BEGIN

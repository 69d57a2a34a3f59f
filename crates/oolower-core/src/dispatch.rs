/*! Interface dispatch policy.
 *
 * One policy per session decides how calls through interface methods are resolved. The
 * method-to-function variant is the searched shape with one extra indirection, so it is
 * modeled as a field of `SearchedItable` rather than as a separate table shape.
 */

use serde::{Deserialize, Serialize};
use std::fmt;
use std::str::FromStr;

#[derive(Debug, Clone, Copy, PartialEq, Eq, Hash, Default, Serialize, Deserialize)]
pub enum ItableIndirection {
    /// Searched entry points straight at the method block.
    #[default]
    Direct,
    /// Searched entry points at a patchable cell holding the method block.
    MethodToFunction,
}

#[derive(Debug, Clone, Copy, PartialEq, Eq, Hash, Default, Serialize, Deserialize)]
#[serde(tag = "shape", rename_all = "kebab-case")]
pub enum InterfaceCallType {
    #[default]
    RuntimeLookup,
    SearchedItable {
        #[serde(default)]
        indirection: ItableIndirection,
    },
    IndexedItable,
}

impl InterfaceCallType {
    pub const SEARCHED_ITABLE: InterfaceCallType = InterfaceCallType::SearchedItable {
        indirection: ItableIndirection::Direct,
    };
    pub const SEARCHED_ITABLE_M2F: InterfaceCallType = InterfaceCallType::SearchedItable {
        indirection: ItableIndirection::MethodToFunction,
    };

    const RAW_SEARCHED: u32 = 1;
    const RAW_INDEXED: u32 = 2;
    const RAW_M2F_FLAG: u32 = 4;

    /// Decodes the legacy integer encoding. Unknown patterns fall back to runtime lookup.
    pub fn from_raw(raw: u32) -> Self {
        match raw {
            Self::RAW_SEARCHED => Self::SEARCHED_ITABLE,
            Self::RAW_INDEXED => InterfaceCallType::IndexedItable,
            r if r == Self::RAW_SEARCHED | Self::RAW_M2F_FLAG => Self::SEARCHED_ITABLE_M2F,
            _ => InterfaceCallType::RuntimeLookup,
        }
    }

    pub fn to_raw(self) -> u32 {
        match self {
            InterfaceCallType::RuntimeLookup => 0,
            InterfaceCallType::SearchedItable {
                indirection: ItableIndirection::Direct,
            } => Self::RAW_SEARCHED,
            InterfaceCallType::SearchedItable {
                indirection: ItableIndirection::MethodToFunction,
            } => Self::RAW_SEARCHED | Self::RAW_M2F_FLAG,
            InterfaceCallType::IndexedItable => Self::RAW_INDEXED,
        }
    }

    /// Whether classes carry an itable under this policy.
    pub fn uses_itable(self) -> bool {
        !matches!(self, InterfaceCallType::RuntimeLookup)
    }

    pub fn is_searched(self) -> bool {
        matches!(self, InterfaceCallType::SearchedItable { .. })
    }

    pub fn indirection(self) -> ItableIndirection {
        match self {
            InterfaceCallType::SearchedItable { indirection } => indirection,
            _ => ItableIndirection::Direct,
        }
    }
}

impl fmt::Display for InterfaceCallType {
    fn fmt(&self, f: &mut fmt::Formatter<'_>) -> fmt::Result {
        let text = match self {
            InterfaceCallType::RuntimeLookup => "runtime-lookup",
            InterfaceCallType::SearchedItable {
                indirection: ItableIndirection::Direct,
            } => "searched-itable",
            InterfaceCallType::SearchedItable {
                indirection: ItableIndirection::MethodToFunction,
            } => "searched-itable-m2f",
            InterfaceCallType::IndexedItable => "indexed-itable",
        };
        f.write_str(text)
    }
}

impl FromStr for InterfaceCallType {
    type Err = String;

    fn from_str(s: &str) -> Result<Self, Self::Err> {
        match s.to_ascii_lowercase().replace('_', "-").as_str() {
            "runtime-lookup" | "runtime" => Ok(InterfaceCallType::RuntimeLookup),
            "searched-itable" | "searched" => Ok(Self::SEARCHED_ITABLE),
            "searched-itable-m2f" | "m2f" => Ok(Self::SEARCHED_ITABLE_M2F),
            "indexed-itable" | "indexed" => Ok(InterfaceCallType::IndexedItable),
            other => Err(format!("unknown interface call type '{}'", other)),
        }
    }
}

/// The session's single policy slot.
#[derive(Debug, Clone, Copy, Default, PartialEq, Eq)]
pub struct DispatchPolicy {
    current: InterfaceCallType,
}

impl DispatchPolicy {
    pub fn new(initial: InterfaceCallType) -> Self {
        Self { current: initial }
    }

    pub fn set(&mut self, call_type: InterfaceCallType) {
        self.current = call_type;
    }

    pub fn set_raw(&mut self, raw: u32) {
        self.current = InterfaceCallType::from_raw(raw);
    }

    pub fn get(&self) -> InterfaceCallType {
        self.current
    }
}

#[cfg(test)]
mod tests {
    use super::*;

    #[test]
    fn test_default_is_runtime_lookup() {
        assert_eq!(DispatchPolicy::default().get(), InterfaceCallType::RuntimeLookup);
        assert!(!InterfaceCallType::default().uses_itable());
    }

    #[test]
    fn test_set_get() {
        let mut policy = DispatchPolicy::default();
        policy.set(InterfaceCallType::IndexedItable);
        assert_eq!(policy.get(), InterfaceCallType::IndexedItable);
        policy.set(InterfaceCallType::SEARCHED_ITABLE_M2F);
        assert_eq!(policy.get(), InterfaceCallType::SEARCHED_ITABLE_M2F);
    }

    #[test]
    fn test_m2f_shares_searched_shape() {
        let m2f = InterfaceCallType::SEARCHED_ITABLE_M2F;
        assert!(m2f.is_searched());
        assert_eq!(m2f.indirection(), ItableIndirection::MethodToFunction);
        assert_eq!(
            InterfaceCallType::SEARCHED_ITABLE.indirection(),
            ItableIndirection::Direct
        );
    }

    #[test]
    fn test_raw_encoding() {
        assert_eq!(InterfaceCallType::from_raw(0), InterfaceCallType::RuntimeLookup);
        assert_eq!(InterfaceCallType::from_raw(1), InterfaceCallType::SEARCHED_ITABLE);
        assert_eq!(InterfaceCallType::from_raw(2), InterfaceCallType::IndexedItable);
        assert_eq!(InterfaceCallType::from_raw(5), InterfaceCallType::SEARCHED_ITABLE_M2F);
        assert_eq!(InterfaceCallType::from_raw(6), InterfaceCallType::RuntimeLookup);
        assert_eq!(InterfaceCallType::SEARCHED_ITABLE_M2F.to_raw(), 5);

        let mut policy = DispatchPolicy::default();
        policy.set_raw(99);
        assert_eq!(policy.get(), InterfaceCallType::RuntimeLookup);
    }

    #[test]
    fn test_parse_display() {
        for call_type in [
            InterfaceCallType::RuntimeLookup,
            InterfaceCallType::SEARCHED_ITABLE,
            InterfaceCallType::SEARCHED_ITABLE_M2F,
            InterfaceCallType::IndexedItable,
        ] {
            assert_eq!(call_type.to_string().parse::<InterfaceCallType>(), Ok(call_type));
        }
        assert_eq!(
            "SEARCHED_ITABLE".parse::<InterfaceCallType>(),
            Ok(InterfaceCallType::SEARCHED_ITABLE)
        );
        assert!("hashed".parse::<InterfaceCallType>().is_err());
    }

    #[test]
    fn test_serde_shape() {
        let json = serde_json::to_string(&InterfaceCallType::SEARCHED_ITABLE_M2F).unwrap();
        assert_eq!(
            json,
            r#"{"shape":"searched-itable","indirection":"MethodToFunction"}"#
        );
        let parsed: InterfaceCallType =
            serde_json::from_str(r#"{"shape":"indexed-itable"}"#).unwrap();
        assert_eq!(parsed, InterfaceCallType::IndexedItable);
        let searched: InterfaceCallType =
            serde_json::from_str(r#"{"shape":"searched-itable"}"#).unwrap();
        assert_eq!(searched, InterfaceCallType::SEARCHED_ITABLE);
    }
}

END

Copy the material above, line for line.

repository 69d57a2a34a3f59f
filename crates/oolower-core/src/dispatch.rs
/*! Interface dispatch policy.
 *
 * One policy per session decides how calls through interface methods are resolved. The
 * method-to-function variant is the searched shape with one extra indirection, so it is
 * modeled as a field of `SearchedItable` rather than as a separate table shape.
 */

use serde::{Deserialize, Serialize};
use std::fmt;
use std::str::FromStr;

#[derive(Debug, Clone, Copy, PartialEq, Eq, Hash, Default, Serialize, Deserialize)]
pub enum ItableIndirection {
    /// Searched entry points straight at the method block.
    #[default]
    Direct,
    /// Searched entry points at a patchable cell holding the method block.
    MethodToFunction,
}

#[derive(Debug, Clone, Copy, PartialEq, Eq, Hash, Default, Serialize, Deserialize)]
#[serde(tag = "shape", rename_all = "kebab-case")]
pub enum InterfaceCallType {
    #[default]
    RuntimeLookup,
    SearchedItable {
        #[serde(default)]
        indirection: ItableIndirection,
    },
    IndexedItable,
}

impl InterfaceCallType {
    pub const SEARCHED_ITABLE: InterfaceCallType = InterfaceCallType::SearchedItable {
        indirection: ItableIndirection::Direct,
    };
    pub const SEARCHED_ITABLE_M2F: InterfaceCallType = InterfaceCallType::SearchedItable {
        indirection: ItableIndirection::MethodToFunction,
    };

    const RAW_SEARCHED: u32 = 1;
    const RAW_INDEXED: u32 = 2;
    const RAW_M2F_FLAG: u32 = 4;

    /// Decodes the legacy integer encoding. Unknown patterns fall back to runtime lookup.
    pub fn from_raw(raw: u32) -> Self {
        match raw {
            Self::RAW_SEARCHED => Self::SEARCHED_ITABLE,
            Self::RAW_INDEXED => InterfaceCallType::IndexedItable,
            r if r == Self::RAW_SEARCHED | Self::RAW_M2F_FLAG => Self::SEARCHED_ITABLE_M2F,
            _ => InterfaceCallType::RuntimeLookup,
        }
    }

    pub fn to_raw(self) -> u32 {
        match self {
            InterfaceCallType::RuntimeLookup => 0,
            InterfaceCallType::SearchedItable {
                indirection: ItableIndirection::Direct,
            } => Self::RAW_SEARCHED,
            InterfaceCallType::SearchedItable {
                indirection: ItableIndirection::MethodToFunction,
            } => Self::RAW_SEARCHED | Self::RAW_M2F_FLAG,
            InterfaceCallType::IndexedItable => Self::RAW_INDEXED,
        }
    }

    /// Whether classes carry an itable under this policy.
    pub fn uses_itable(self) -> bool {
        !matches!(self, InterfaceCallType::RuntimeLookup)
    }

    pub fn is_searched(self) -> bool {
        matches!(self, InterfaceCallType::SearchedItable { .. })
    }

    pub fn indirection(self) -> ItableIndirection {
        match self {
            InterfaceCallType::SearchedItable { indirection } => indirection,
            _ => ItableIndirection::Direct,
        }
    }
}

impl fmt::Display for InterfaceCallType {
    fn fmt(&self, f: &mut fmt::Formatter<'_>) -> fmt::Result {
        let text = match self {
            InterfaceCallType::RuntimeLookup => "runtime-lookup",
            InterfaceCallType::SearchedItable {
                indirection: ItableIndirection::Direct,
            } => "searched-itable",
            InterfaceCallType::SearchedItable {
                indirection: ItableIndirection::MethodToFunction,
            } => "searched-itable-m2f",
            InterfaceCallType::IndexedItable => "indexed-itable",
        };
        f.write_str(text)
    }
}

impl FromStr for InterfaceCallType {
    type Err = String;

    fn from_str(s: &str) -> Result<Self, Self::Err> {
        match s.to_ascii_lowercase().replace('_', "-").as_str() {
            "runtime-lookup" | "runtime" => Ok(InterfaceCallType::RuntimeLookup),
            "searched-itable" | "searched" => Ok(Self::SEARCHED_ITABLE),
            "searched-itable-m2f" | "m2f" => Ok(Self::SEARCHED_ITABLE_M2F),
            "indexed-itable" | "indexed" => Ok(InterfaceCallType::IndexedItable),
            other => Err(format!("unknown interface call type '{}'", other)),
        }
    }
}

/// The session's single policy slot.
#[derive(Debug, Clone, Copy, Default, PartialEq, Eq)]
pub struct DispatchPolicy {
    current: InterfaceCallType,
}

impl DispatchPolicy {
    pub fn new(initial: InterfaceCallType) -> Self {
        Self { current: initial }
    }

    pub fn set(&mut self, call_type: InterfaceCallType) {
        self.current = call_type;
    }

    pub fn set_raw(&mut self, raw: u32) {
        self.current = InterfaceCallType::from_raw(raw);
    }

    pub fn get(&self) -> InterfaceCallType {
        self.current
    }
}

#[cfg(test)]
mod tests {
    use super::*;

    #[test]
    fn test_default_is_runtime_lookup() {
        assert_eq!(DispatchPolicy::default().get(), InterfaceCallType::RuntimeLookup);
        assert!(!InterfaceCallType::default().uses_itable());
    }

    #[test]
    fn test_set_get() {
        let mut policy = DispatchPolicy::default();
        policy.set(InterfaceCallType::IndexedItable);
        assert_eq!(policy.get(), InterfaceCallType::IndexedItable);
        policy.set(InterfaceCallType::SEARCHED_ITABLE_M2F);
        assert_eq!(policy.get(), InterfaceCallType::SEARCHED_ITABLE_M2F);
    }

    #[test]
    fn test_m2f_shares_searched_shape() {
        let m2f = InterfaceCallType::SEARCHED_ITABLE_M2F;
        assert!(m2f.is_searched());
        assert_eq!(m2f.indirection(), ItableIndirection::MethodToFunction);
        assert_eq!(
            InterfaceCallType::SEARCHED_ITABLE.indirection(),
            ItableIndirection::Direct
        );
    }

    #[test]
    fn test_raw_encoding() {
        assert_eq!(InterfaceCallType::from_raw(0), InterfaceCallType::RuntimeLookup);
        assert_eq!(InterfaceCallType::from_raw(1), InterfaceCallType::SEARCHED_ITABLE);
        assert_eq!(InterfaceCallType::from_raw(2), InterfaceCallType::IndexedItable);
        assert_eq!(InterfaceCallType::from_raw(5), InterfaceCallType::SEARCHED_ITABLE_M2F);
        assert_eq!(InterfaceCallType::from_raw(6), InterfaceCallType::RuntimeLookup);
        assert_eq!(InterfaceCallType::SEARCHED_ITABLE_M2F.to_raw(), 5);

        let mut policy = DispatchPolicy::default();
        policy.set_raw(99);
        assert_eq!(policy.get(), InterfaceCallType::RuntimeLookup);
    }

    #[test]
    fn test_parse_display() {
        for call_type in [
            InterfaceCallType::RuntimeLookup,
            InterfaceCallType::SEARCHED_ITABLE,
            InterfaceCallType::SEARCHED_ITABLE_M2F,
            InterfaceCallType::IndexedItable,
        ] {
            assert_eq!(call_type.to_string().parse::<InterfaceCallType>(), Ok(call_type));
        }
        assert_eq!(
            "SEARCHED_ITABLE".parse::<InterfaceCallType>(),
            Ok(InterfaceCallType::SEARCHED_ITABLE)
        );
        assert!("hashed".parse::<InterfaceCallType>().is_err());
    }

    #[test]
    fn test_serde_shape() {
        let json = serde_json::to_string(&InterfaceCallType::SEARCHED_ITABLE_M2F).unwrap();
        assert_eq!(
            json,
            r#"{"shape":"searched-itable","indirection":"MethodToFunction"}"#
        );
        let parsed: InterfaceCallType =
            serde_json::from_str(r#"{"shape":"indexed-itable"}"#).unwrap();
        assert_eq!(parsed, InterfaceCallType::IndexedItable);
        let searched: InterfaceCallType =
            serde_json::from_str(r#"{"shape":"searched-itable"}"#).unwrap();
        assert_eq!(searched, InterfaceCallType::SEARCHED_ITABLE);
    }
}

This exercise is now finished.